One of the synthesis examples cited is the task of converting potentially hundreds of clock domains – not an unusual scenario when many IP blocks come from different sources – and gated clocks into a simpler clock enable scheme and dedicated spines typical of FPGAs. ProtoCompiler makes that a virtually automatic process, with reporting so designers can see what happened.

Another aspect of synthesis is language compliance and flexibility, with the implication that minimal changes are needed to use ProtoCompiler. Whether the design is in raw RTL, SystemVerilog, Verilog, or VHDL, it can be synthesized, complete with constraints and power management inferred from UPF. Using scripting, ProtoCompiler can also strip away circuits not needed for prototyping, or add debug probe points as desired.

In planning, one of the tasks involves not only partitioning logic between multiple FPGAs, but choosing an optimal routing scheme between them. Scott uses a simple example of “port bins” to help define I/O, then asks the question of how interconnect topology should look. Defined in an abstract way, knowing roughly how many signals are involved, the partitioning engine can start a best fit.


Scott also shows how ProtoCompiler integrates with a Synopsys Verdi/Siloti design flow. Instrumentation can be inherited into the prototype flow using native file formats, or visibility can be increased around essential signals.

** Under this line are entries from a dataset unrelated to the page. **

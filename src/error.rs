use thiserror::Error;

use crate::models::Signal;

#[derive(Error, Debug)]
pub enum AnalysisError {
    #[error("invalid transcript: {0}")]
    InvalidTranscript(String),

    #[error("invalid severity {value} for {signal} in window {window_id}")]
    InvalidSeverity {
        window_id: usize,
        signal: Signal,
        value: f64,
    },

    #[error("invalid configuration: {0}")]
    InvalidConfig(String),

    #[error("IO error: {0}")]
    Io(#[from] std::io::Error),

    #[error("CSV error: {0}")]
    Csv(#[from] csv::Error),

    #[error("JSON error: {0}")]
    Json(#[from] serde_json::Error),

    #[error("TOML error: {0}")]
    Toml(#[from] toml::de::Error),
}

pub type Result<T> = std::result::Result<T, AnalysisError>;

/// Failure of an external collaborator call. Never fails a run on its own.
#[derive(Error, Debug, Clone, PartialEq, Eq)]
pub enum CollaboratorError {
    #[error("call timed out after {0} ms")]
    Timeout(u64),

    #[error("rate limited: {0}")]
    RateLimited(String),

    #[error("malformed response: {0}")]
    Malformed(String),

    #[error("unavailable: {0}")]
    Unavailable(String),
}

impl CollaboratorError {
    pub fn is_retryable(&self) -> bool {
        matches!(self, Self::Timeout(_) | Self::RateLimited(_))
    }
}
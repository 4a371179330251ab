use crate::error::{AnalysisError, Result};
use crate::models::{HeatmapPeak, RiskScore, TimelineHeatmap};
use crate::windower::bin_count;

pub(crate) fn round_to(value: f64, places: i32) -> f64 {
    let factor = 10f64.powi(places);
    (value * factor).round() / factor
}

fn intersects(score: &RiskScore, bin_start: f64, bin_end: f64) -> bool {
    score.start_sec < bin_end && score.end_sec > bin_start
}

/// Highest-risk window touching the bin, earliest start on ties.
fn dominant_window(scores: &[RiskScore], bin_start: f64, bin_end: f64) -> Option<&RiskScore> {
    scores
        .iter()
        .filter(|score| intersects(score, bin_start, bin_end))
        .fold(None, |best: Option<&RiskScore>, candidate| match best {
            Some(best)
                if best.score > candidate.score
                    || (best.score == candidate.score && best.start_sec <= candidate.start_sec) =>
            {
                Some(best)
            }
            _ => Some(candidate),
        })
}

pub fn build_heatmap(
    scores: &[RiskScore],
    duration_sec: f64,
    bin_size_sec: f64,
    peak_prominence: f64,
) -> Result<TimelineHeatmap> {
    if !bin_size_sec.is_finite() || bin_size_sec <= 0.0 {
        return Err(AnalysisError::InvalidConfig(format!(
            "bin_size_sec must be positive, got {bin_size_sec}"
        )));
    }

    let num_bins = bin_count(duration_sec, bin_size_sec);
    let bounds = |bin: usize| (bin as f64 * bin_size_sec, (bin + 1) as f64 * bin_size_sec);

    let raw: Vec<f64> = (0..num_bins)
        .map(|bin| {
            let (start, end) = bounds(bin);
            scores
                .iter()
                .filter(|score| intersects(score, start, end))
                .map(|score| score.score)
                .fold(0.0, f64::max)
        })
        .collect();

    let max_raw = raw.iter().copied().fold(0.0, f64::max);
    let normalized: Vec<f64> = if max_raw > 0.0 {
        raw.iter().map(|value| value / max_raw).collect()
    } else {
        vec![0.0; num_bins]
    };

    let mut peaks = Vec::new();
    for (bin, value) in normalized.iter().copied().enumerate() {
        if value <= peak_prominence {
            continue;
        }
        let left_lower = bin == 0 || normalized[bin - 1] < value;
        let right_lower = bin + 1 >= num_bins || normalized[bin + 1] < value;
        if !(left_lower && right_lower) {
            continue;
        }
        let (start, end) = bounds(bin);
        if let Some(window) = dominant_window(scores, start, end) {
            peaks.push(HeatmapPeak {
                t: bin,
                value: round_to(value, 3),
                segment_id: window.window_id,
            });
        }
    }

    Ok(TimelineHeatmap {
        bin_size_sec,
        duration_sec,
        values: normalized.into_iter().map(|value| round_to(value, 3)).collect(),
        peaks,
    })
}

Activity can then be correlated back into visualization and root cause analysis, and data can be expanded using a static solver to infer data not directly measured.

The result that Scott builds up to in his presentation is how everything works together to bring a prototype on line much faster. He walks through an example of savings, based on a large design experience, showing how significant results can be and the impact of reducing debug iterations.


These are just some highlights – the complete webinar is currently archived for viewing:

Synopsys ProtoCompiler Accelerates the Availability of the HAPS FPGA-Based Prototyping System

To me, this illustrates what was supposed to be the idea for EDA in the first place – cohesive flows that take advantage of knowledge from multiple phases of effort to produce results faster. Synopsys has been hard at work to bring FPGA-based prototyping into the mix not as just a physical realization tool, but as an integrated part of the synthesis-debug-verification flow.